## What you should do
For the material that follows, list every line containing the word "scores".

## Data records
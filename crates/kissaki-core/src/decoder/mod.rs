//! # Autoregressive Tag Decoder
//!
//! Turns the context matrix `H` (`batch × len × context_dim`) into tag
//! predictions one position at a time. Each step feeds
//! `[previous tag embedding; H[:, i]]` to the step cell, then scores
//! `[hidden; H[:, i]]` with an affine head.
//!
//! Training runs under a [`TrainingPolicy`] and returns log-probabilities for
//! [`Decoder::loss`]. Inference runs greedy or beam search.

pub mod beam;
pub mod cell;
pub mod greedy;
pub mod loss;
pub mod policy;

use candle_core::{D, Device, Tensor};
use candle_nn::{Init, VarBuilder};
use oorandom::Rand32;
use tracing::debug;

use crate::batch::Batch;
use crate::config::DecoderConfig;
use crate::error::{KissakiError, Result};
use crate::layers::{self, PaddedEmbedding};

pub use beam::{BeamSearch, BeamSearchOutput};
pub use cell::{GruCell, ScoreHead, StepCell};
pub use loss::{masked_nll, LossNormalization};
pub use policy::{
    sampling_probability, InferencePolicy, Mode, TrainingPolicy, TrainingPolicyKind,
};

/// Step cell, score head and tag embedding table.
#[derive(Debug, Clone)]
pub struct Decoder<C: StepCell = GruCell> {
    config: DecoderConfig,
    cell: C,
    head: ScoreHead,
    tag_em: PaddedEmbedding,
    device: Device,
}

impl Decoder<GruCell> {
    /// Build a GRU decoder. Parameters are created under `dec_rnn`, `affine`
    /// and `tag_em`.
    pub fn new(config: DecoderConfig, vb: VarBuilder) -> Result<Self> {
        config.validate()?;
        let cell = GruCell::new(
            config.tag_emb_dim + config.context_dim,
            config.hidden_dim,
            vb.pp("dec_rnn"),
        )?;
        Self::with_cell(config, cell, vb)
    }
}

impl<C: StepCell> Decoder<C> {
    /// Build a decoder around an existing step cell whose input is
    /// `tag_emb_dim + context_dim` wide.
    pub fn with_cell(config: DecoderConfig, cell: C, vb: VarBuilder) -> Result<Self> {
        config.validate()?;
        if cell.hidden_dim() != config.hidden_dim {
            return Err(KissakiError::InvalidConfig(format!(
                "step cell has {} hidden units, config says {}",
                cell.hidden_dim(),
                config.hidden_dim
            )));
        }
        let device = vb.device().clone();
        let head = ScoreHead::new(
            config.hidden_dim,
            config.context_dim,
            config.tag_size,
            vb.pp("affine"),
        )?;
        let tag_em = PaddedEmbedding::new(
            config.tag_size,
            config.tag_emb_dim,
            config.tag_pad_id,
            Init::Randn {
                mean: 0.0,
                stdev: 1.0,
            },
            vb.pp("tag_em"),
        )?;
        Ok(Self {
            config,
            cell,
            head,
            tag_em,
            device,
        })
    }

    pub fn config(&self) -> &DecoderConfig {
        &self.config
    }

    pub fn tag_embedding(&self) -> &PaddedEmbedding {
        &self.tag_em
    }

    pub fn score_head(&self) -> &ScoreHead {
        &self.head
    }

    pub fn device(&self) -> &Device {
        &self.device
    }

    /// Re-zero the pad tag's embedding. Call after every optimiser step.
    pub fn clamp_pad_row(&self) -> Result<()> {
        self.tag_em.clamp_pad_row()
    }

    /// Training forward pass. Returns `batch × len × tag_size`
    /// log-probabilities.
    pub fn forward(
        &self,
        h: &Tensor,
        batch: &Batch,
        policy: &TrainingPolicy,
        mode: Mode,
        rng: &mut Rand32,
    ) -> Result<Tensor> {
        self.check_context(h, batch)?;
        let gold = batch.tags().ok_or(KissakiError::MissingGoldTags)?;
        let (size, len, _) = h.dims3()?;
        debug!(?policy, ?mode, size, len, "decoder forward");

        let gold_ems = self.tag_em.lookup(gold)?;
        let feed = policy.feed(size, len, rng, &self.device)?;
        let contexts = columns(h)?;

        let mut prev = self.start_symbol(size)?;
        let mut state = self.cell.zero_state(size)?;
        let mut scores = Vec::with_capacity(len);
        for (i, context) in contexts.iter().enumerate() {
            let (next, score) = self.step(&prev, context, &state, mode)?;
            let gold_prev = gold_ems.narrow(1, i, 1)?.squeeze(1)?;
            prev = feed.next(i, &score, &gold_prev, &self.tag_em)?;
            state = next;
            scores.push(score);
        }

        Ok(candle_nn::ops::log_softmax(&Tensor::stack(&scores, 1)?, D::Minus1)?)
    }

    /// Masked negative log-likelihood of the gold tags.
    pub fn loss(&self, log_probs: &Tensor, batch: &Batch) -> Result<Tensor> {
        let gold = batch.tags().ok_or(KissakiError::MissingGoldTags)?;
        masked_nll(log_probs, gold, batch.mask(), self.config.loss_normalization)
    }

    /// Predict tags for every sentence, truncated to its true length.
    pub fn decode(
        &self,
        h: &Tensor,
        batch: &Batch,
        policy: InferencePolicy,
    ) -> Result<Vec<Vec<u32>>> {
        self.check_context(h, batch)?;
        let mut paths = match policy {
            InferencePolicy::Greedy => greedy::greedy(self, h)?,
            InferencePolicy::Beam { width } => BeamSearch::new(width).search(self, h)?.paths,
        };
        for (path, &len) in paths.iter_mut().zip(batch.lengths()) {
            path.truncate(len);
        }
        Ok(paths)
    }

    /// One recurrence step: returns the new hidden state and the tag logits.
    pub(crate) fn step(
        &self,
        prev: &Tensor,
        context: &Tensor,
        state: &Tensor,
        mode: Mode,
    ) -> Result<(Tensor, Tensor)> {
        let train = mode.is_train();
        let input = Tensor::cat(&[prev, context], 1)?;
        let input = layers::dropout(&input, self.config.dropout, train)?;
        let next = self.cell.step(&input, state)?;
        let out = layers::dropout(&next, self.config.dropout, train)?;
        let score = self.head.forward(&out, context)?;
        Ok((next, score))
    }

    /// The start symbol: a zero tag embedding.
    pub(crate) fn start_symbol(&self, size: usize) -> Result<Tensor> {
        Ok(Tensor::zeros(
            (size, self.config.tag_emb_dim),
            self.tag_em.weight().dtype(),
            &self.device,
        )?)
    }

    pub(crate) fn cell(&self) -> &C {
        &self.cell
    }

    fn check_context(&self, h: &Tensor, batch: &Batch) -> Result<()> {
        batch.validate(h)?;
        let width = h.dim(2)?;
        if width != self.config.context_dim {
            return Err(KissakiError::ShapeMismatch {
                what: "context width",
                expected: self.config.context_dim,
                actual: width,
            });
        }
        Ok(())
    }
}

/// Split `H` into one contiguous `batch × context_dim` tensor per position.
pub(crate) fn columns(h: &Tensor) -> Result<Vec<Tensor>> {
    let len = h.dim(1)?;
    (0..len)
        .map(|i| Ok(h.narrow(1, i, 1)?.squeeze(1)?.contiguous()?))
        .collect()
}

## Answer to the exercise
//! `[previous tag embedding; H[:, i]]` to the step cell, then scores
        let mut scores = Vec::with_capacity(len);
            scores.push(score);
        Ok(candle_nn::ops::log_softmax(&Tensor::stack(&scores, 1)?, D::Minus1)?)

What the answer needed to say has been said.